Content starts

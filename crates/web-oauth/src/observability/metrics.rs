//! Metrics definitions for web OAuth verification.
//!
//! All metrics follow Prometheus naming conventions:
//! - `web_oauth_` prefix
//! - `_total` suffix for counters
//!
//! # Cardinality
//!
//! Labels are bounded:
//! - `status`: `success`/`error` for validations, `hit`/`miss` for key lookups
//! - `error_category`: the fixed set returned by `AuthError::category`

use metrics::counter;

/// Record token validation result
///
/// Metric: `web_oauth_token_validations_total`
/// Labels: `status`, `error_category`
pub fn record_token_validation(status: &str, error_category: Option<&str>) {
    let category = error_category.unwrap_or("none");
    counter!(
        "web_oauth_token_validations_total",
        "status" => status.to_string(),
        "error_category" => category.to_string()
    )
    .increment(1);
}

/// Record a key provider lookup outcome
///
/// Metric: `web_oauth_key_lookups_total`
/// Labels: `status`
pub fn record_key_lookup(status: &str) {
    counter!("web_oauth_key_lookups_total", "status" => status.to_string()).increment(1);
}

Content ends
Content starts

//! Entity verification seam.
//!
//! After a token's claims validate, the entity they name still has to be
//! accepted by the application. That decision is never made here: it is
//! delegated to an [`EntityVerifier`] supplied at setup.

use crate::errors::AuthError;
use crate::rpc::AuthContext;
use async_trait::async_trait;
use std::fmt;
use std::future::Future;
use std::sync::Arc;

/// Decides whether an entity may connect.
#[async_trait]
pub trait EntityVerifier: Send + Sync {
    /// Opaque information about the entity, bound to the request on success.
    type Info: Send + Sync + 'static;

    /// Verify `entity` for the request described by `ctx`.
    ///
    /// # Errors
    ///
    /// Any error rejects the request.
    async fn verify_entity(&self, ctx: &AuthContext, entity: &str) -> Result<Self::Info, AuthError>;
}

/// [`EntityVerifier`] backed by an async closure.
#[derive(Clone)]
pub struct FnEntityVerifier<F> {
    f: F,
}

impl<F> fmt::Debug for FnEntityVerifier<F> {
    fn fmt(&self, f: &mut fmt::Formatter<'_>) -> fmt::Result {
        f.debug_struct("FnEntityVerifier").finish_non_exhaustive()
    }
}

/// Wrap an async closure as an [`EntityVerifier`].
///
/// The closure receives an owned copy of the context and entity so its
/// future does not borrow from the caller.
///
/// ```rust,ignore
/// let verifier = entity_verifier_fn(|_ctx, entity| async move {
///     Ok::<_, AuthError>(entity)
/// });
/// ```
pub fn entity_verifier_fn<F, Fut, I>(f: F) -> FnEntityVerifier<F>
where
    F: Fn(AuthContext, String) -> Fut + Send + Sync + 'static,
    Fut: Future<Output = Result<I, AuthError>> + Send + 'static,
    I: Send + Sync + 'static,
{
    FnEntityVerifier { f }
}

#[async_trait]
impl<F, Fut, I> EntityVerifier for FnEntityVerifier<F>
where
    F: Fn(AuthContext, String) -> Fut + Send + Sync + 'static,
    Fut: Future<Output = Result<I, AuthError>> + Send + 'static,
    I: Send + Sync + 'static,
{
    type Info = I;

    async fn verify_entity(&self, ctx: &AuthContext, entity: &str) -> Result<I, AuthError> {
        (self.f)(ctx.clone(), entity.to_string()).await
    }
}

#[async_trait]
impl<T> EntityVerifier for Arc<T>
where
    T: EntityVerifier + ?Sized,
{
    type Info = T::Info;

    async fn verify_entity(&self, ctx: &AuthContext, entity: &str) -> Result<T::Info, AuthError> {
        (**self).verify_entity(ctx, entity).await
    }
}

Content ends

> _Assigned task_
Go to the line with "(self.f)(ctx.clone(), entity.to_string()).await" in the entries above and repeat every line from there through the line with "type Info = T::Info;", exactly and with no other text.

> _Solved problem_
        (self.f)(ctx.clone(), entity.to_string()).await
    }
}

#[async_trait]
impl<T> EntityVerifier for Arc<T>
where
    T: EntityVerifier + ?Sized,
{
    type Info = T::Info;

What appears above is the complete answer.